Tax for options

Discussion in 'Options' started by wally_, Feb 18, 2003.

  1. What form(s) to use to report capital gains/losses from trading options? I did not trade options before 2002, so I am not sure about it, but gather that Schedule D is not enough.

    TIA.
     
  2. Options purchase and sales are part of Sch D. However, they are not included inthe 1099 given to you by broker at year end so if you have $3M of stock sales against $3m stock buys but you sold 1 call for $500 and bought it back for $100 . You need to put 3,000,500 as sales and 3,000,100 foir purchases. The bitch is the $500 is NOT in your 1099. Why? I don't know.
     
  3. deepitm

    deepitm

    Note that some options are considered 1256 contracts and need to be reported on form 6871. An example would be SPX or OEX options. The advantage is that you will receive favorable 60/40 tax treatment. Also be aware that 1256 contracts are marked to market at the end of the year.
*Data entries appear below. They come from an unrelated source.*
//! TypeTree schema model
//!
//! A [`TypeTree`] describes the binary layout of one object. It is stored in serialized files in
//! one of two encodings:
//!
//! - the sequential encoding ([`legacy`]) used by format versions below 12 except 10, where every
//!   node inlines its names and an explicit child count;
//! - the blob encoding ([`blob`]) used by format 10 and 12 onwards, a flat list of fixed width
//!   records carrying a nesting level plus a string buffer, with frequent names shared through
//!   the [`CommonStrings`] table.

pub mod blob;
pub mod common_strings;
pub mod legacy;

use std::fmt;

pub use blob::BlobLayout;
pub use common_strings::CommonStrings;

use crate::error::{Error, Result};

/// Meta flag bit requesting alignment to 4 bytes after the value
pub const ALIGN_BYTES: i32 = 0x4000;

/// Deepest nesting accepted while building trees
pub const MAX_DEPTH: usize = 255;

/// One field of a schema
#[derive(Debug, Clone, PartialEq, Eq, Default)]
pub struct TypeTreeNode {
    /// Nesting depth, 0 for the root
    pub level: u8,
    /// Type name, `int`, `string`, `PPtr<GameObject>`, ...
    pub type_name: String,
    /// Field name
    pub name: String,
    /// Size of the value in bytes, -1 when it is variable
    pub byte_size: i32,
    /// Position in the flattened tree
    pub index: i32,
    /// Type flags, bit 0 marks arrays
    pub type_flags: i32,
    /// Version of the type
    pub version: i32,
    /// Meta flags, see [`ALIGN_BYTES`]
    pub meta_flag: i32,
    /// Only stored by format version 2
    pub variable_count: i32,
    /// Hash of the referenced type, blob format 19 and later
    pub ref_type_hash: u64,
    /// Fields in binary layout order
    pub children: Vec<TypeTreeNode>,
}

/// The closed set of node kinds the codec treats specially
#[derive(Debug, Clone, Copy, PartialEq, Eq)]
pub enum NodeKind<'a> {
    Bool,
    SInt8,
    UInt8,
    SInt16,
    UInt16,
    SInt32,
    UInt32,
    SInt64,
    UInt64,
    Float,
    Double,
    String,
    TypelessData,
    Map,
    /// The `Array` marker below a repeated field
    Array,
    /// Anything else, a structure whose fields are its children
    Composite(&'a str),
}

impl<'a> NodeKind<'a> {
    /// Kind named by a type name
    pub fn from_type_name(type_name: &'a str) -> Self {
        match type_name {
            "bool" => NodeKind::Bool,
            "SInt8" => NodeKind::SInt8,
            "UInt8" | "char" => NodeKind::UInt8,
            "SInt16" | "short" => NodeKind::SInt16,
            "UInt16" | "unsigned short" => NodeKind::UInt16,
            "SInt32" | "int" => NodeKind::SInt32,
            "UInt32" | "unsigned int" | "Type*" => NodeKind::UInt32,
            "SInt64" | "long long" => NodeKind::SInt64,
            "UInt64" | "unsigned long long" | "FileSize" => NodeKind::UInt64,
            "float" => NodeKind::Float,
            "double" => NodeKind::Double,
            "string" => NodeKind::String,
            "TypelessData" => NodeKind::TypelessData,
            "map" => NodeKind::Map,
            "Array" => NodeKind::Array,
            other => NodeKind::Composite(other),
        }
    }
}

impl TypeTreeNode {
    /// Create a childless node
    pub fn new(level: u8, type_name: impl Into<String>, name: impl Into<String>, byte_size: i32) -> Self {
        Self {
            level,
            type_name: type_name.into(),
            name: name.into(),
            byte_size,
            ..Default::default()
        }
    }

    /// Builder style helper setting the meta flag
    pub fn with_meta_flag(mut self, meta_flag: i32) -> Self {
        self.meta_flag = meta_flag;
        self
    }

    /// Builder style helper appending a child
    pub fn with_child(mut self, child: TypeTreeNode) -> Self {
        self.children.push(child);
        self
    }

    /// Kind of the node
    pub fn kind(&self) -> NodeKind<'_> {
        NodeKind::from_type_name(&self.type_name)
    }

    /// Whether the cursor aligns to 4 bytes after this value
    pub fn is_aligned(&self) -> bool {
        self.meta_flag & ALIGN_BYTES != 0
    }

    /// Whether this node repeats the element described below its `Array` child
    pub fn is_array(&self) -> bool {
        self.children
            .first()
            .is_some_and(|child| child.type_name == "Array")
    }

    /// Pre-order list of the node and all of its descendants
    pub fn flatten(&self) -> Vec<&TypeTreeNode> {
        let mut out = Vec::new();
        let mut stack = vec![self];
        while let Some(node) = stack.pop() {
            out.push(node);
            stack.extend(node.children.iter().rev());
        }
        out
    }

    /// Number of nodes in the subtree, the node included
    pub fn node_count(&self) -> usize {
        let mut count = 0;
        let mut stack = vec![self];
        while let Some(node) = stack.pop() {
            count += 1;
            stack.extend(node.children.iter());
        }
        count
    }

    /// Rebuild a tree from a pre-order node list using the level of every node
    ///
    /// Children of the supplied nodes are ignored. The first node must be the shallowest, every
    /// following node must be deeper than it and at most one level deeper than its predecessor.
    pub fn from_flat(nodes: impl IntoIterator<Item = TypeTreeNode>) -> Result<TypeTreeNode> {
        let mut nodes = nodes.into_iter();
        let mut root = nodes
            .next()
            .ok_or_else(|| Error::CorruptStructure("empty type tree".into()))?;
        root.children.clear();
        let base = root.level;

        let mut stack = vec![root];
        for (position, mut node) in nodes.enumerate() {
            node.children.clear();
            if node.level <= base {
                return Err(Error::CorruptStructure(format!(
                    "node {} at level {} is not below the root level {base}",
                    position + 1,
                    node.level
                )));
            }

            let depth = (node.level - base) as usize;
            if depth > stack.len() {
                return Err(Error::CorruptStructure(format!(
                    "node {} jumps from level {} to {}",
                    position + 1,
                    base as usize + stack.len() - 1,
                    node.level
                )));
            }

            while stack.len() > depth {
                attach_top(&mut stack);
            }
            stack.push(node);
        }

        while stack.len() > 1 {
            attach_top(&mut stack);
        }
        stack
            .pop()
            .ok_or_else(|| Error::CorruptStructure("empty type tree".into()))
    }

    /// Set the level of every descendant from its depth below this node
    pub fn assign_levels(&mut self) {
        let mut stack: Vec<&mut TypeTreeNode> = vec![self];
        while let Some(node) = stack.pop() {
            let level = node.level;
            for child in node.children.iter_mut() {
                child.level = level.saturating_add(1);
                stack.push(child);
            }
        }
    }

    /// Number every node in pre-order, starting at 0 for this node
    pub fn assign_indices(&mut self) {
        let mut index = 0;
        let mut stack: Vec<&mut TypeTreeNode> = vec![self];
        while let Some(node) = stack.pop() {
            node.index = index;
            index += 1;
            stack.extend(node.children.iter_mut().rev());
        }
    }

    /// Find a descendant by a `/` separated path of field names
    pub fn find(&self, path: &str) -> Option<&TypeTreeNode> {
        path.split('/')
            .filter(|segment| !segment.is_empty())
            .try_fold(self, |node, segment| {
                node.children.iter().find(|child| child.name == segment)
            })
    }

    /// Find a direct child by field name
    pub fn child(&self, name: &str) -> Option<&TypeTreeNode> {
        self.children.iter().find(|child| child.name == name)
    }
}

fn attach_top(stack: &mut Vec<TypeTreeNode>) {
    if let Some(child) = stack.pop() {
        if let Some(parent) = stack.last_mut() {
            parent.children.push(child);
        }
    }
}

impl fmt::Display for TypeTreeNode {
    fn fmt(&self, f: &mut fmt::Formatter<'_>) -> fmt::Result {
        let base = self.level;
        for node in self.flatten() {
            for _ in base..node.level {
                f.write_str("\t")?;
            }
            writeln!(
                f,
                "{} {} // ByteSize{{{:x}}}, Index{{{:x}}}, Version{{{:x}}}, IsArray{{{}}}, MetaFlag{{{:x}}}",
                node.type_name,
                node.name,
                node.byte_size,
                node.index,
                node.version,
                node.type_flags & 1,
                node.meta_flag
            )?;
        }
        Ok(())
    }
}

/// A schema tree together with the blob layout it was read from
#[derive(Debug, Clone, PartialEq, Eq)]
pub struct TypeTree {
    /// Root node, usually named `Base`
    pub root: TypeTreeNode,
    pub(crate) layout: Option<BlobLayout>,
}

impl TypeTree {
    /// Wrap a tree that has no recorded layout
    pub fn new(root: TypeTreeNode) -> Self {
        Self { root, layout: None }
    }

    /// The blob layout recorded while parsing, if any
    pub fn layout(&self) -> Option<&BlobLayout> {
        self.layout.as_ref()
    }

    /// Forget the recorded layout so the next blob write builds a fresh string buffer
    pub fn clear_layout(&mut self) {
        self.layout = None;
    }
}

impl From<TypeTreeNode> for TypeTree {
    fn from(root: TypeTreeNode) -> Self {
        Self::new(root)
    }
}

impl fmt::Display for TypeTree {
    fn fmt(&self, f: &mut fmt::Formatter<'_>) -> fmt::Result {
        self.root.fmt(f)
    }
}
    The following is direct from the IRS web site:

    "Section 1256 Contract
    A section 1256 contract is any:

    Regulated futures contract,
    Foreign currency contract,
    Nonequity option,
    Dealer equity option, or
    Dealer securities futures contract.
    Regulated futures contract. This is a contract that:

    Provides that amounts that must be deposited to, or can be withdrawn from, your margin account depend on daily market conditions (a system of marking to market), and
    Is traded on, or subject to the rules of, a qualified board of exchange. A qualified board of exchange is a domestic board of trade designated as a contract market by the Commodity Futures Trading Commission, any board of trade or exchange approved by the Secretary of the Treasury, or a national securities exchange registered with the Securities and Exchange Commission.
    Foreign currency contract. This is a contract that:

    Requires delivery of a foreign currency that has positions traded through regulated futures contracts (or settlement of which depends on the value of that type of foreign currency),
    Is traded in the interbank market, and
    Is entered into at arm's length at a price determined by reference to the price in the interbank market.
    Bank forward contracts with maturity dates that are longer than the maturities ordinarily available for regulated futures contracts are considered to meet the definition of a foreign currency contract if the above three conditions are satisfied.

    Special rules apply to certain foreign currency transactions. These transactions may result in ordinary gain or loss treatment. For details, see Internal Revenue Code section 988 and regulations sections 1.988-1(a)(7) and 1.988-3.

    Nonequity option. This is any listed option (defined later) that is not an equity option. Nonequity options include debt options, commodity futures options, currency options, and broad-based stock index options. A broad-based stock index is based upon the value of a group of diversified stocks or securities (such as the Standard and Poor's 500 index).

    Warrants based on a stock index that are economically, substantially identical in all material respects to options based on a stock index are treated as options based on a stock index.

    Cash-settled options. Cash-settled options based on a stock index and either traded on or subject to the rules of a qualified board of exchange are nonequity options if the Securities and Exchange Commission (SEC) determines that the stock index is broad based.

    This rule does not apply to options established before the SEC determines that the stock index is broad based.

    Listed option. This is any option that is traded on, or subject to the rules of, a qualified board or exchange (as discussed earlier under Regulated futures contract). A listed option, however, does not include an option that is a right to acquire stock from the issuer. "
     
  4. svsv

    svsv

    Are QQQ options considered as non-equity option, therefore they can be considered for MTM treatment? However, they don't comply with "Provides that amounts that must be deposited to, or can be withdrawn from, your margin account depend on daily market conditions (a system of marking to market), and
    Is traded on, or subject to the rules of, a qualified board of exchange."
     
  5. No.
    Search this site, we discussed this topic a few days ago.